A total of 1816 patients were included in the study. During critical care follow-up, 374 (20.6%) of our patients died, and at the end of 6 months, 796 (43.8%) of our patients died. A statistically significant association was found between in-hospital mortality and qSOFA, SOFA scores and lactate levels ( = 0.001, = 0.001, = 0.01 respectively). A statistically significant association was found between 6-month mortality and SOFA score only. ( = 0.001) The SOFA score appeared to be the most successful predictor of mortality. The cut-off for mortality using the ROC curve was ≥ 7 [sensitivity 78.1%; specificity 85.9%; AUC 0.91; 95% confidence interval (CI), 0.89 to 0.92; = 0.001]. qSOFA scoring also performed well. The cut-off value for mortality using the ROC curve was ≥ 2 (sensitivity 42.5%; specificity 93.9%; AUC 0.83;95% CI, 0.80-0.85; = 0.001).

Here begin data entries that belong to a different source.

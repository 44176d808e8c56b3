// Copyright (c) 2025 Felix Kahle.
//
// Permission is hereby granted, free of charge, to any person obtaining
// a copy of this software and associated documentation files (the
// "Software"), to deal in the Software without restriction, including
// without limitation the rights to use, copy, modify, merge, publish,
// distribute, sublicense, and/or sell copies of the Software, and to
// permit persons to whom the Software is furnished to do so, subject to
// the following conditions:
//
// The above copyright notice and this permission notice shall be
// included in all copies or substantial portions of the Software.
//
// THE SOFTWARE IS PROVIDED "AS IS", WITHOUT WARRANTY OF ANY KIND,
// EXPRESS OR IMPLIED, INCLUDING BUT NOT LIMITED TO THE WARRANTIES OF
// MERCHANTABILITY, FITNESS FOR A PARTICULAR PURPOSE AND
// NONINFRINGEMENT. IN NO EVENT SHALL THE AUTHORS OR COPYRIGHT HOLDERS BE
// LIABLE FOR ANY CLAIM, DAMAGES OR OTHER LIABILITY, WHETHER IN AN ACTION
// OF CONTRACT, TORT OR OTHERWISE, ARISING FROM, OUT OF OR IN CONNECTION
// WITH THE SOFTWARE OR THE USE OR OTHER DEALINGS IN THE SOFTWARE.

//! # Time Limit Monitor
//!
//! A lightweight monitor that enforces a wall-clock time budget on the
//! search. It periodically checks elapsed time (using a bitmask-based
//! step filter) and requests termination once the configured `Duration`
//! has been exceeded.
//!
//! Reading the clock on every frontier pop would dominate the cost of
//! expanding small states, so the monitor only checks when
//! `(steps & clock_check_mask) == 0`. The default mask (`0x3FF`)
//! checks approximately every 1,024 steps.

use crate::monitor::search_monitor::{SearchCommand, SearchMonitor};
use causeway_model::{model::CrossingModel, plan::CrossingPlan};
use num_traits::{PrimInt, Signed};

/// A search monitor that terminates the search once a wall-clock time
/// budget has been exceeded.
#[derive(Debug, Clone, PartialEq, Eq)]
pub struct TimeLimitMonitor<T> {
    clock_check_mask: u64,
    steps: u64,
    time_limit: std::time::Duration,
    start_time: std::time::Instant,
    _phantom: std::marker::PhantomData<T>,
}

impl<T> TimeLimitMonitor<T> {
    /// Default mask: check every 1,024 steps (2^10).
    /// 1024 - 1 = 1023 = 0x3FF
    const DEFAULT_STEP_CLOCK_CHECK_MASK: u64 = 0x3FF;

    #[inline]
    pub fn new(time_limit: std::time::Duration) -> Self {
        Self {
            clock_check_mask: Self::DEFAULT_STEP_CLOCK_CHECK_MASK,
            steps: 0,
            time_limit,
            start_time: std::time::Instant::now(),
            _phantom: std::marker::PhantomData,
        }
    }

    #[inline]
    pub fn with_clock_check_mask(time_limit: std::time::Duration, clock_check_mask: u64) -> Self {
        Self {
            clock_check_mask,
            steps: 0,
            time_limit,
            start_time: std::time::Instant::now(),
            _phantom: std::marker::PhantomData,
        }
    }
}

impl<T> SearchMonitor<T> for TimeLimitMonitor<T>
where
    T: PrimInt + Signed,
{
    fn name(&self) -> &str {
        "TimeLimitMonitor"
    }

    fn on_enter_search(&mut self, _model: &CrossingModel<T>) {
        self.start_time = std::time::Instant::now();
        self.steps = 0;
    }

    fn on_exit_search(&mut self) {}

    fn on_solution_found(&mut self, _plan: &CrossingPlan<T>) {}

    #[inline(always)]
    fn on_step(&mut self) {
        self.steps = self.steps.wrapping_add(1);
    }

    #[inline(always)]
    fn search_command(&self) -> SearchCommand {
        if (self.steps & self.clock_check_mask) == 0 && self.start_time.elapsed() >= self.time_limit
        {
            return SearchCommand::Terminate("time limit reached".to_string());
        }
        SearchCommand::Continue
    }
}
// Copyright (c) 2025 Felix Kahle.
//
// Permission is hereby granted, free of charge, to any person obtaining
// a copy of this software and associated documentation files (the
// "Software"), to deal in the Software without restriction, including
// without limitation the rights to use, copy, modify, merge, publish,
// distribute, sublicense, and/or sell copies of the Software, and to
// permit persons to whom the Software is furnished to do so, subject to
// the following conditions:
//
// The above copyright notice and this permission notice shall be
// included in all copies or substantial portions of the Software.
//
// THE SOFTWARE IS PROVIDED "AS IS", WITHOUT WARRANTY OF ANY KIND,
// EXPRESS OR IMPLIED, INCLUDING BUT NOT LIMITED TO THE WARRANTIES OF
// MERCHANTABILITY, FITNESS FOR A PARTICULAR PURPOSE AND
// NONINFRINGEMENT. IN NO EVENT SHALL THE AUTHORS OR COPYRIGHT HOLDERS BE
// LIABLE FOR ANY CLAIM, DAMAGES OR OTHER LIABILITY, WHETHER IN AN ACTION
// OF CONTRACT, TORT OR OTHERWISE, ARISING FROM, OUT OF OR IN CONNECTION
// WITH THE SOFTWARE OR THE USE OR OTHER DEALINGS IN THE SOFTWARE.

pub mod engine;
pub mod expand;
pub mod monitor;
pub mod num;
pub mod result;
pub mod stats;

We believe that the qSOFA score can be used as a marker for in-hospital mortality and prognosis in critical care patients. Especially in cases where the qSOFA score is ≥ 2, it provides valuable information regarding mortality and prognosis.
近期研究已将qSOFA(快速序贯器官衰竭评估)评分分析为多种疾病(尤其是脓毒症)的预后指标。然而,qSOFA评分对重症监护患者预后和死亡率的影响尚未得到充分分析。目前没有足够的数据,特别是关于其作为重症监护死亡率和预后评分的应用。在本研究中,我们旨在分析qSOFA评分对重症监护病房(CCU)患者死亡率和预后的影响。
本研究采用回顾性病历审查方法进行。将入住我们CCU的患者的APACHE II(急性生理与慢性健康状况评估II)和SOFA(序贯器官衰竭评估)评分与qSOFA评分进行比较。此外,分析了插管和机械通气的需求、短期和长期死亡率、血气乳酸值与qSOFA评分之间的关系。
本研究共纳入1816例患者。在重症监护随访期间,我们的患者中有374例(20.6%)死亡,在6个月末,有796例(43.8%)患者死亡。发现住院死亡率与qSOFA、SOFA评分及乳酸水平之间存在统计学显著关联(分别为P = 0.001、P = 0.001、P = 0.01)。仅发现6个月死亡率与SOFA评分之间存在统计学显著关联(P = 0.001)。SOFA评分似乎是最成功的死亡率预测指标。使用ROC曲线得出的死亡率临界值为≥7[敏感度78.1%;特异度85.9%;AUC 0.91;95%置信区间(CI),0.89至0.92;P = 0.001]。qSOFA评分表现也良好。使用ROC曲线得出的死亡率临界值为≥2(敏感度42.5%;特异度93.9%;AUC 0.83;95% CI,0.80 - 0.85;P = 0.001)。
我们认为qSOFA评分可作为重症监护患者住院死亡率和预后的标志物。特别是在qSOFA评分≥2的情况下,它提供了关于死亡率和预后的有价值信息。